_YOUR ASSIGNMENT_
Every record below must come back exactly as given.
+++++
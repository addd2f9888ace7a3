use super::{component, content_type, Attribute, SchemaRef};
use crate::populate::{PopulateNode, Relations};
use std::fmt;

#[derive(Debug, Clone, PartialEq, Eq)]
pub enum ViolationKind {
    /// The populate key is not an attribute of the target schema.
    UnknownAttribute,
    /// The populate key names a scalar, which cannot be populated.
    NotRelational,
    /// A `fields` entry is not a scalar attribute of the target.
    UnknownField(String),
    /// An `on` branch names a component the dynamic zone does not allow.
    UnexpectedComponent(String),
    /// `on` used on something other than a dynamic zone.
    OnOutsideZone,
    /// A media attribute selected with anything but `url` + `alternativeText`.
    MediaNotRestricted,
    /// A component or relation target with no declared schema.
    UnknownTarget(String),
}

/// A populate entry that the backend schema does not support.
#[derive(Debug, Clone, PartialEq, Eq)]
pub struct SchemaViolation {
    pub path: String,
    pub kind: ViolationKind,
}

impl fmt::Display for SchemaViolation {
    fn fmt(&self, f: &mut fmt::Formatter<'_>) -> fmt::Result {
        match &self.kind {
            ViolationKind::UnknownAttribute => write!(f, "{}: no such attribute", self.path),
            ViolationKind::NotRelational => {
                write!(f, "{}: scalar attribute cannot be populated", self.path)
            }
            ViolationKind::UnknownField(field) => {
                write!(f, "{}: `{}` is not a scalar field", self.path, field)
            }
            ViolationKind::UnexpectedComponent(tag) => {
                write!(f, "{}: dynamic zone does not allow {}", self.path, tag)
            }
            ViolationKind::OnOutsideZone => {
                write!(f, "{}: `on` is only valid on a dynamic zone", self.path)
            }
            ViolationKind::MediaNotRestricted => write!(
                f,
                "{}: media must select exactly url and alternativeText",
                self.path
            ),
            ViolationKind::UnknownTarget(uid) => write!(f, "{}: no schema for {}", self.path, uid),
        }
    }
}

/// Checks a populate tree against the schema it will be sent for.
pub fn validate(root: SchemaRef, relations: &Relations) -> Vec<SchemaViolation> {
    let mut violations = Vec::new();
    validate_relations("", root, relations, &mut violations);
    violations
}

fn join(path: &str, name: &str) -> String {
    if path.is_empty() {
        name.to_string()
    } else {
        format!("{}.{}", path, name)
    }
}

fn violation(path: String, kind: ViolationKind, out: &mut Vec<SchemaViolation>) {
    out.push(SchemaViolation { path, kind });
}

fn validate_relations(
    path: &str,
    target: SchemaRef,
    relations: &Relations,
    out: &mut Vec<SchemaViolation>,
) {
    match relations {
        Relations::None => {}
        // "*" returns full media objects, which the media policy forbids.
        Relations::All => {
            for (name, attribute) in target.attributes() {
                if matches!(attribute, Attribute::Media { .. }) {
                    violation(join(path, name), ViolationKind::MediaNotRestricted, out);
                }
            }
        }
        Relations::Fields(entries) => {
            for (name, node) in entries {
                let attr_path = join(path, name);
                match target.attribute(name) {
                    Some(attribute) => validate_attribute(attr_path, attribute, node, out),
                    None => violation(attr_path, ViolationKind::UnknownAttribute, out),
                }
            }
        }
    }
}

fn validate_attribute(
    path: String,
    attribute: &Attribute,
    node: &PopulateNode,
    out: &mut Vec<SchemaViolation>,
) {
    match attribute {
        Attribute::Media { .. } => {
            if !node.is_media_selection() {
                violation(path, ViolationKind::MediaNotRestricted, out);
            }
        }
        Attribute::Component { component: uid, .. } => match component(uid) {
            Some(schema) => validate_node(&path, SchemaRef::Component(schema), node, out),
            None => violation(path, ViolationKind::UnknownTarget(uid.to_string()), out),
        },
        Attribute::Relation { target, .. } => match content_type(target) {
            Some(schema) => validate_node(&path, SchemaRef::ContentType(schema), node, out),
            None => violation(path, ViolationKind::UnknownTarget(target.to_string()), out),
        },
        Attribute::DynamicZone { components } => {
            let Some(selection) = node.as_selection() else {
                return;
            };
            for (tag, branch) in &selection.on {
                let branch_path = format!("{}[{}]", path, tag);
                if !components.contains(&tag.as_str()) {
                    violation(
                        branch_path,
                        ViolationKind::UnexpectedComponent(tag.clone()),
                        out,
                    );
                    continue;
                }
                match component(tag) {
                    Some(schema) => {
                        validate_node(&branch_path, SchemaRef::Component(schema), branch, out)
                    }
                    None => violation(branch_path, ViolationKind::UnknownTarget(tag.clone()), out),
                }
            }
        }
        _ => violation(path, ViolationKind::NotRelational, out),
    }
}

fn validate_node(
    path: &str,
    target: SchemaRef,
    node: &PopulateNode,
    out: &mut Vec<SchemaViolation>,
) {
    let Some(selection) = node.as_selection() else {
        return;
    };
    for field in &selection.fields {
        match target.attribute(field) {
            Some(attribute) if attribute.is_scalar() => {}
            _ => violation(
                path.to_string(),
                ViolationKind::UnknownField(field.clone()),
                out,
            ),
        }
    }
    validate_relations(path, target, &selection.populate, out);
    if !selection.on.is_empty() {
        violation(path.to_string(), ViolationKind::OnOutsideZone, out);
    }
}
+++++
_SOLVED EXERCISE_
repository addd2f9888ace7a3
use super::{component, content_type, Attribute, SchemaRef};
use crate::populate::{PopulateNode, Relations};
use std::fmt;

#[derive(Debug, Clone, PartialEq, Eq)]
pub enum ViolationKind {
    /// The populate key is not an attribute of the target schema.
    UnknownAttribute,
    /// The populate key names a scalar, which cannot be populated.
    NotRelational,
    /// A `fields` entry is not a scalar attribute of the target.
    UnknownField(String),
    /// An `on` branch names a component the dynamic zone does not allow.
    UnexpectedComponent(String),
    /// `on` used on something other than a dynamic zone.
    OnOutsideZone,
    /// A media attribute selected with anything but `url` + `alternativeText`.
    MediaNotRestricted,
    /// A component or relation target with no declared schema.
    UnknownTarget(String),
}

/// A populate entry that the backend schema does not support.
#[derive(Debug, Clone, PartialEq, Eq)]
pub struct SchemaViolation {
    pub path: String,
    pub kind: ViolationKind,
}

impl fmt::Display for SchemaViolation {
    fn fmt(&self, f: &mut fmt::Formatter<'_>) -> fmt::Result {
        match &self.kind {
            ViolationKind::UnknownAttribute => write!(f, "{}: no such attribute", self.path),
            ViolationKind::NotRelational => {
                write!(f, "{}: scalar attribute cannot be populated", self.path)
            }
            ViolationKind::UnknownField(field) => {
                write!(f, "{}: `{}` is not a scalar field", self.path, field)
            }
            ViolationKind::UnexpectedComponent(tag) => {
                write!(f, "{}: dynamic zone does not allow {}", self.path, tag)
            }
            ViolationKind::OnOutsideZone => {
                write!(f, "{}: `on` is only valid on a dynamic zone", self.path)
            }
            ViolationKind::MediaNotRestricted => write!(
                f,
                "{}: media must select exactly url and alternativeText",
                self.path
            ),
            ViolationKind::UnknownTarget(uid) => write!(f, "{}: no schema for {}", self.path, uid),
        }
    }
}

/// Checks a populate tree against the schema it will be sent for.
pub fn validate(root: SchemaRef, relations: &Relations) -> Vec<SchemaViolation> {
    let mut violations = Vec::new();
    validate_relations("", root, relations, &mut violations);
    violations
}

fn join(path: &str, name: &str) -> String {
    if path.is_empty() {
        name.to_string()
    } else {
        format!("{}.{}", path, name)
    }
}

fn violation(path: String, kind: ViolationKind, out: &mut Vec<SchemaViolation>) {
    out.push(SchemaViolation { path, kind });
}

fn validate_relations(
    path: &str,
    target: SchemaRef,
    relations: &Relations,
    out: &mut Vec<SchemaViolation>,
) {
    match relations {
        Relations::None => {}
        // "*" returns full media objects, which the media policy forbids.
        Relations::All => {
            for (name, attribute) in target.attributes() {
                if matches!(attribute, Attribute::Media { .. }) {
                    violation(join(path, name), ViolationKind::MediaNotRestricted, out);
                }
            }
        }
        Relations::Fields(entries) => {
            for (name, node) in entries {
                let attr_path = join(path, name);
                match target.attribute(name) {
                    Some(attribute) => validate_attribute(attr_path, attribute, node, out),
                    None => violation(attr_path, ViolationKind::UnknownAttribute, out),
                }
            }
        }
    }
}

fn validate_attribute(
    path: String,
    attribute: &Attribute,
    node: &PopulateNode,
    out: &mut Vec<SchemaViolation>,
) {
    match attribute {
        Attribute::Media { .. } => {
            if !node.is_media_selection() {
                violation(path, ViolationKind::MediaNotRestricted, out);
            }
        }
        Attribute::Component { component: uid, .. } => match component(uid) {
            Some(schema) => validate_node(&path, SchemaRef::Component(schema), node, out),
            None => violation(path, ViolationKind::UnknownTarget(uid.to_string()), out),
        },
        Attribute::Relation { target, .. } => match content_type(target) {
            Some(schema) => validate_node(&path, SchemaRef::ContentType(schema), node, out),
            None => violation(path, ViolationKind::UnknownTarget(target.to_string()), out),
        },
        Attribute::DynamicZone { components } => {
            let Some(selection) = node.as_selection() else {
                return;
            };
            for (tag, branch) in &selection.on {
                let branch_path = format!("{}[{}]", path, tag);
                if !components.contains(&tag.as_str()) {
                    violation(
                        branch_path,
                        ViolationKind::UnexpectedComponent(tag.clone()),
                        out,
                    );
                    continue;
                }
                match component(tag) {
                    Some(schema) => {
                        validate_node(&branch_path, SchemaRef::Component(schema), branch, out)
                    }
                    None => violation(branch_path, ViolationKind::UnknownTarget(tag.clone()), out),
                }
            }
        }
        _ => violation(path, ViolationKind::NotRelational, out),
    }
}

fn validate_node(
    path: &str,
    target: SchemaRef,
    node: &PopulateNode,
    out: &mut Vec<SchemaViolation>,
) {
    let Some(selection) = node.as_selection() else {
        return;
    };
    for field in &selection.fields {
        match target.attribute(field) {
            Some(attribute) if attribute.is_scalar() => {}
            _ => violation(
                path.to_string(),
                ViolationKind::UnknownField(field.clone()),
                out,
            ),
        }
    }
    validate_relations(path, target, &selection.populate, out);
    if !selection.on.is_empty() {
        violation(path.to_string(), ViolationKind::OnOutsideZone, out);
    }
}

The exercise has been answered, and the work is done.